"""

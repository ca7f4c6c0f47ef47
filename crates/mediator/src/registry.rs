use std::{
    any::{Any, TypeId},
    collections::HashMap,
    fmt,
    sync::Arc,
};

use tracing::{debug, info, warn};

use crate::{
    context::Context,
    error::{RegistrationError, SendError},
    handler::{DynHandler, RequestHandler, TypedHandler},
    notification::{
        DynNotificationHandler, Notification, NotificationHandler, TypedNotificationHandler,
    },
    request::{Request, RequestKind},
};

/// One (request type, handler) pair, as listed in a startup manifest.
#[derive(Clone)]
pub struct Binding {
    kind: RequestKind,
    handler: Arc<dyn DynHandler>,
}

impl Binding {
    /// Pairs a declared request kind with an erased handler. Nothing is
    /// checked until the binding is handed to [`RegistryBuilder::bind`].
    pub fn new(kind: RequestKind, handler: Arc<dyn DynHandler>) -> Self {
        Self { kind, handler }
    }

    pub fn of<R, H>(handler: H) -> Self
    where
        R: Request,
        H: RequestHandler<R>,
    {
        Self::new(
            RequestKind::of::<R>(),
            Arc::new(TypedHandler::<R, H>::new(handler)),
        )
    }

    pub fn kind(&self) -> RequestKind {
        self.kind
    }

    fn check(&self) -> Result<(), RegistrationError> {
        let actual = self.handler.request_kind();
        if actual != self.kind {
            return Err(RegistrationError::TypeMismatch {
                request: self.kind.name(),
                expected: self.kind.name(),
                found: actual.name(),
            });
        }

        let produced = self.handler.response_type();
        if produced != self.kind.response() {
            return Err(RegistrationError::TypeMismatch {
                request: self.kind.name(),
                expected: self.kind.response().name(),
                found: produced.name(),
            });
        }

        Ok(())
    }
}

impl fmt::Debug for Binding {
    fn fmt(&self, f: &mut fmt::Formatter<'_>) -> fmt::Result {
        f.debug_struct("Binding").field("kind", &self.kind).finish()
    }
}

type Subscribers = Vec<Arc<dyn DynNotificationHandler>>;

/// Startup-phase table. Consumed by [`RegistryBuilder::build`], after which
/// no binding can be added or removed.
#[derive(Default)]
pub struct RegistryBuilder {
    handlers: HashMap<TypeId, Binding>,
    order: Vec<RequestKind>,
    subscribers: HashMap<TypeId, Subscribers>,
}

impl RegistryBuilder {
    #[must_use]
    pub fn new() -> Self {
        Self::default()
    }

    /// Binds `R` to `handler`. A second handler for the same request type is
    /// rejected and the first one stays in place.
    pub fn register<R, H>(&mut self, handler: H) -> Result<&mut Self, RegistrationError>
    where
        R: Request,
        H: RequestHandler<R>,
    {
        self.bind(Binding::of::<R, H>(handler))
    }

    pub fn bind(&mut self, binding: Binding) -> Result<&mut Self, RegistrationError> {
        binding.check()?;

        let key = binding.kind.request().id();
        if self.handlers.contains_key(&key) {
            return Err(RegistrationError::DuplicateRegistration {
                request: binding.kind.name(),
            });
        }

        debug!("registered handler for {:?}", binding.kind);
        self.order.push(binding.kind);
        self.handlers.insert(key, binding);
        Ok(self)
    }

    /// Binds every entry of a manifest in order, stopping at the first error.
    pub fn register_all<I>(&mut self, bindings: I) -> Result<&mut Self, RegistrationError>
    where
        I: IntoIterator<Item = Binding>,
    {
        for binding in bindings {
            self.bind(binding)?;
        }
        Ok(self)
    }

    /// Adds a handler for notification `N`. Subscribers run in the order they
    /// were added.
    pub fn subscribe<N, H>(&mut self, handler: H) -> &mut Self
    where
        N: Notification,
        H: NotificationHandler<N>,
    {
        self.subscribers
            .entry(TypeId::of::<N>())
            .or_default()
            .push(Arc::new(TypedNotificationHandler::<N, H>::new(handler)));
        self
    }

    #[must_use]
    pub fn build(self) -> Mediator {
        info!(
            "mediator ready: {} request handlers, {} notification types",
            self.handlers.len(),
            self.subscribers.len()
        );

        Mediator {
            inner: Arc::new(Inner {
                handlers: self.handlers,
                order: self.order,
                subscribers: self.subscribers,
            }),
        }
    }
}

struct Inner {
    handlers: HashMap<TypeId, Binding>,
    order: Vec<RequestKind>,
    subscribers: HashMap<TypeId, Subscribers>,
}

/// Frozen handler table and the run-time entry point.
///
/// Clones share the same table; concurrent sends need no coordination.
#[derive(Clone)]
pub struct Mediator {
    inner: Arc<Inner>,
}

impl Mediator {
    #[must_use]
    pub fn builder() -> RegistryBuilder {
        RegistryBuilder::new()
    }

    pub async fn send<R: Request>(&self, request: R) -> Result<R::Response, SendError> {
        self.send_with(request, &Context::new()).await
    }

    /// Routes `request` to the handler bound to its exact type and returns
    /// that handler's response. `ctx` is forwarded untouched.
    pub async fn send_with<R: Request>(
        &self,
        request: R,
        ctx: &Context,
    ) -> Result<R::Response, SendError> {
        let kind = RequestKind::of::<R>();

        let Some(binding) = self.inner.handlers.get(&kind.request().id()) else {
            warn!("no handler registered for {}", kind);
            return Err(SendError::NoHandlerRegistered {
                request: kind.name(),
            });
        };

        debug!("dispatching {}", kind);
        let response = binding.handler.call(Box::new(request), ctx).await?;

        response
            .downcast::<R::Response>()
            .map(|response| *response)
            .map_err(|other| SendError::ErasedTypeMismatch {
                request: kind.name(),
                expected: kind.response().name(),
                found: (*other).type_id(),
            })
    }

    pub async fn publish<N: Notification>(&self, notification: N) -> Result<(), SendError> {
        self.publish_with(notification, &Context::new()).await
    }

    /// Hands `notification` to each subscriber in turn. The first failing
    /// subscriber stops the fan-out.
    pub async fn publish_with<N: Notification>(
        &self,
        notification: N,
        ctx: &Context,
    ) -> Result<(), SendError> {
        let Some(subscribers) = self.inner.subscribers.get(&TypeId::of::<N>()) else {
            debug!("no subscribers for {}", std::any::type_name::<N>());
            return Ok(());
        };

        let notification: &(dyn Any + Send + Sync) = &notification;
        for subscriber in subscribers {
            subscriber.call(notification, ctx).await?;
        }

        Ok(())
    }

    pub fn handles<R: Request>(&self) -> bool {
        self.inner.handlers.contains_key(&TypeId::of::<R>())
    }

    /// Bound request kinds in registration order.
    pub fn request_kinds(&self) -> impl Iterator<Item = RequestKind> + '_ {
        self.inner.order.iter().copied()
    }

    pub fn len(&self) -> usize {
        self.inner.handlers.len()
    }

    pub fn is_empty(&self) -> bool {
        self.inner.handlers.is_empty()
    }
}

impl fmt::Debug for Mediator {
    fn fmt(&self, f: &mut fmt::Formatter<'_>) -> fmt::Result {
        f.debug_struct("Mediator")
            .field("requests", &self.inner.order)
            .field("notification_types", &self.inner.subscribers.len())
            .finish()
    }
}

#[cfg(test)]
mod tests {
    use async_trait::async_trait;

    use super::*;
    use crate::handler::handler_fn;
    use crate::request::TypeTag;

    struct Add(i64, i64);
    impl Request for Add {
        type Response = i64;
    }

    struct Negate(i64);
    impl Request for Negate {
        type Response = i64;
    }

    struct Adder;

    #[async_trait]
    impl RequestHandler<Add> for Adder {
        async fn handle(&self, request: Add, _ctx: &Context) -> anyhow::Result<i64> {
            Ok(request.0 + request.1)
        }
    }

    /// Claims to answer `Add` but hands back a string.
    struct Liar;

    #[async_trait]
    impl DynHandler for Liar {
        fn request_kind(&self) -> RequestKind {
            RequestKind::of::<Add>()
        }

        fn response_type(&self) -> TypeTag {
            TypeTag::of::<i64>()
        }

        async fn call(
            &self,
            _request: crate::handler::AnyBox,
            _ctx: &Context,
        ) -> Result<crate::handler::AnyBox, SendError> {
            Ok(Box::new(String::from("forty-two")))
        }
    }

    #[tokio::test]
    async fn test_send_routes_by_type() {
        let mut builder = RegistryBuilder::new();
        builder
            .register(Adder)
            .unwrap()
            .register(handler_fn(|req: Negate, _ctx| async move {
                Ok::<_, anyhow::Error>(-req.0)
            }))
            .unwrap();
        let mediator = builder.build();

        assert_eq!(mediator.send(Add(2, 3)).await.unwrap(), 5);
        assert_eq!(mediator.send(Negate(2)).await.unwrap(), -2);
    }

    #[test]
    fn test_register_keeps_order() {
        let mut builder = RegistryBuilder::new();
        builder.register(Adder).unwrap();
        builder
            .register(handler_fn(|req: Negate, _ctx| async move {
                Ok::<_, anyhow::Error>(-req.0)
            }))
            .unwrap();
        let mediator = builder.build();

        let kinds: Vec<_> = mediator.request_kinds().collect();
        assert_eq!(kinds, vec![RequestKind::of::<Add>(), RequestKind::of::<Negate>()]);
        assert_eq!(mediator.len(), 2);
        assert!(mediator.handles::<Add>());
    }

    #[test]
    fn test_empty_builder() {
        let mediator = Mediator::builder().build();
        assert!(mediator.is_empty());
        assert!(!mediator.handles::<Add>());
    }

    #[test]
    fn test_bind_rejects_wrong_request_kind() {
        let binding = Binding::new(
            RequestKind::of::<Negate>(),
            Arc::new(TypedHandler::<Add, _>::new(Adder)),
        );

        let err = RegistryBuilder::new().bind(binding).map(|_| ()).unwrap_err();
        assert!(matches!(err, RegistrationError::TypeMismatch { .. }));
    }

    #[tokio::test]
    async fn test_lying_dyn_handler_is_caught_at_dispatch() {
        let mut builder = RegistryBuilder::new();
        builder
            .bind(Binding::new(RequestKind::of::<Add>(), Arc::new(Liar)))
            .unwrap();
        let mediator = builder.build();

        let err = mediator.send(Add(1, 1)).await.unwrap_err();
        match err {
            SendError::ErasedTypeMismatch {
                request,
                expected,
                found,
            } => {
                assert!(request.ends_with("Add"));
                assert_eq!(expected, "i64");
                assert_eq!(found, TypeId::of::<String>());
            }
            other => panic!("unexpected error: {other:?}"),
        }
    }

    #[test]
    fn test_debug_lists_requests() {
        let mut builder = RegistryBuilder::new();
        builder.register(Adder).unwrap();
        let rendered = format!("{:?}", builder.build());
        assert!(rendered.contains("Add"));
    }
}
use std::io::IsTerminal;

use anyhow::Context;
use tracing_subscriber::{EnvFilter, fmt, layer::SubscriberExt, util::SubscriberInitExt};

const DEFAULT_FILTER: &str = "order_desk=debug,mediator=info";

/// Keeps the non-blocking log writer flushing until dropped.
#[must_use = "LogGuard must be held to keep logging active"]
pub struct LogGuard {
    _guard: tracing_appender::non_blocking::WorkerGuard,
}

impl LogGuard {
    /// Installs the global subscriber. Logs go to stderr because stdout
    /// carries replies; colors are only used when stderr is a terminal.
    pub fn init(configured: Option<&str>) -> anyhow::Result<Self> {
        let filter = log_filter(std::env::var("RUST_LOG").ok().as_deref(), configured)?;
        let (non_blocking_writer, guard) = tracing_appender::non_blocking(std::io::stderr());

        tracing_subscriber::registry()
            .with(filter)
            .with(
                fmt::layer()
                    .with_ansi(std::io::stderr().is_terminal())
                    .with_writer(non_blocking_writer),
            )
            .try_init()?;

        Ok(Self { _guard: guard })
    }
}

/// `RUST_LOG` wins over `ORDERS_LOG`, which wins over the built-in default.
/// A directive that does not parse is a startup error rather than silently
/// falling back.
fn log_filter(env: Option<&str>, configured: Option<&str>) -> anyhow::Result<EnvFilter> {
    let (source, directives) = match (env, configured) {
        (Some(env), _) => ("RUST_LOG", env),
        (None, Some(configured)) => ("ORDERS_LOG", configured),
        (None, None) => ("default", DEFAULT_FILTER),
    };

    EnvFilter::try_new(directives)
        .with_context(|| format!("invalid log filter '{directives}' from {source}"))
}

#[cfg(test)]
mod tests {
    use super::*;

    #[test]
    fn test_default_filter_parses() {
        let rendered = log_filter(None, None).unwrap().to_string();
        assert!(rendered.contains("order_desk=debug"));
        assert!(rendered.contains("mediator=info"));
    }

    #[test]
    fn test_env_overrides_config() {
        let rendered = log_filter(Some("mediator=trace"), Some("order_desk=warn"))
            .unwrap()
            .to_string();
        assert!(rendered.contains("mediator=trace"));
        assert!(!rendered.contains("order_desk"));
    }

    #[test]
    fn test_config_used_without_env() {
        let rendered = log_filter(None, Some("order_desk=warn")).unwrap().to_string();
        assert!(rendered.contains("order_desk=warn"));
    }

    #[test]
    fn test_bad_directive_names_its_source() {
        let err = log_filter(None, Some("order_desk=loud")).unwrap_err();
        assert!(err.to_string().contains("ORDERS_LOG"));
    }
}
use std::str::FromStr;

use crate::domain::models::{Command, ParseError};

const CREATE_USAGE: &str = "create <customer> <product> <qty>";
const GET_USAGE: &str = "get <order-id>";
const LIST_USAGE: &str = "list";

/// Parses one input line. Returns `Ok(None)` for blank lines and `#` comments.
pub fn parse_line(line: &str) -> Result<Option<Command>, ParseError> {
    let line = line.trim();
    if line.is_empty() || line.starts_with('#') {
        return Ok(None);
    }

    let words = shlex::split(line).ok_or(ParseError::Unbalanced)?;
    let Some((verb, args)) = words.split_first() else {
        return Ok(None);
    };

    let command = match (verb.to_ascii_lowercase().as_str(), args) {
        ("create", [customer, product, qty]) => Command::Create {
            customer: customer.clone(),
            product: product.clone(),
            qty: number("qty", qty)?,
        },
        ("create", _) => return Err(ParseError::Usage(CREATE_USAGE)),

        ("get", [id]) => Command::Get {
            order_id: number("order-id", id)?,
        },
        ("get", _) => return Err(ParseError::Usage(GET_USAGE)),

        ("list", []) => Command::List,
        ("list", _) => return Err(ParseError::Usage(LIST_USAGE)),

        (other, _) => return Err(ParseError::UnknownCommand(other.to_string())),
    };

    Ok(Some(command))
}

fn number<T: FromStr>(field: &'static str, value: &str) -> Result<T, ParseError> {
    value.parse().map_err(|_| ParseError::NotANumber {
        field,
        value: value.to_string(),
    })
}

"""
"""

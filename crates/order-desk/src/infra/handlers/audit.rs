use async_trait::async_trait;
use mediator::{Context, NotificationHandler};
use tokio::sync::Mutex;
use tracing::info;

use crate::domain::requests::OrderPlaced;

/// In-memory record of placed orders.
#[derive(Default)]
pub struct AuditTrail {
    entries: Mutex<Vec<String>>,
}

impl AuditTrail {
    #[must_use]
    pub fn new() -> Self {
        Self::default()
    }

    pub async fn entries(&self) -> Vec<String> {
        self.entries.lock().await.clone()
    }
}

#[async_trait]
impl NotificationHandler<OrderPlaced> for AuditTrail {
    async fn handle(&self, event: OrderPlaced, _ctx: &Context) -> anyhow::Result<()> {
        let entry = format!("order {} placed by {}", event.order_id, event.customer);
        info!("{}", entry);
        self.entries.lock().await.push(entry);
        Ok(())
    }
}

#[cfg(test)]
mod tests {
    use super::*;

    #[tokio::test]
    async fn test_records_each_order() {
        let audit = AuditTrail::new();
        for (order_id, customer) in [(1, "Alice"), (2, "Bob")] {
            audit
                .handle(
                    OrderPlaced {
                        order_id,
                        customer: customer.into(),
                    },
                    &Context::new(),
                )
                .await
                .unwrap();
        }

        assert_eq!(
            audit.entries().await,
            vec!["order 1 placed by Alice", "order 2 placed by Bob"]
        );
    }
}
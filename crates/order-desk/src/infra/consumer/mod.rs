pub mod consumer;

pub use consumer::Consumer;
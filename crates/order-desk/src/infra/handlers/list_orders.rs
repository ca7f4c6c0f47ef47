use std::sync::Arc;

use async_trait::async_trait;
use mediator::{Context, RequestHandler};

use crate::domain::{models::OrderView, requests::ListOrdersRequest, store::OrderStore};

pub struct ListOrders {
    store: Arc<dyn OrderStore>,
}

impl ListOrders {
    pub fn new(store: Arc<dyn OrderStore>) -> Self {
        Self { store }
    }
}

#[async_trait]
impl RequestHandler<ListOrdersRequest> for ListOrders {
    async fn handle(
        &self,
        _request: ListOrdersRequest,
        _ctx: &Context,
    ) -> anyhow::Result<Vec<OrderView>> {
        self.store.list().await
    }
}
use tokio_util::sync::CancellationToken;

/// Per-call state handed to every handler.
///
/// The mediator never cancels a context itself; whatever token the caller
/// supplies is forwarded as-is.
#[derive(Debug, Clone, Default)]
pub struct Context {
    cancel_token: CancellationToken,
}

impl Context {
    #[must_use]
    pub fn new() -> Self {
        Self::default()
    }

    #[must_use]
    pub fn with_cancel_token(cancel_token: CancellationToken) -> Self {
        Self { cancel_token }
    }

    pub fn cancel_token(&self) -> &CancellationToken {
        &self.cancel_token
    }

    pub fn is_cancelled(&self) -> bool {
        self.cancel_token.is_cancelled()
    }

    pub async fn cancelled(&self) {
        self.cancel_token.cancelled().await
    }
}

"""
"""

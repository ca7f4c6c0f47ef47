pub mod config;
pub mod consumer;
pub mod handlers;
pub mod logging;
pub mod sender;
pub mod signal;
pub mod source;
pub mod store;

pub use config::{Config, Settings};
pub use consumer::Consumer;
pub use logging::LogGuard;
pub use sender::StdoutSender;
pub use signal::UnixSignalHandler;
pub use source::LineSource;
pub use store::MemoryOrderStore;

"""

» YOUR OBJECTIVE:
Wherever a line of the records above contains the string "warn", copy that line out.

» SOLUTION FOR THIS EXERCISE:
use tracing::{debug, info, warn};
            warn!("no handler registered for {}", kind);
        let rendered = log_filter(Some("mediator=trace"), Some("order_desk=warn"))
        let rendered = log_filter(None, Some("order_desk=warn")).unwrap().to_string();
        assert!(rendered.contains("order_desk=warn"));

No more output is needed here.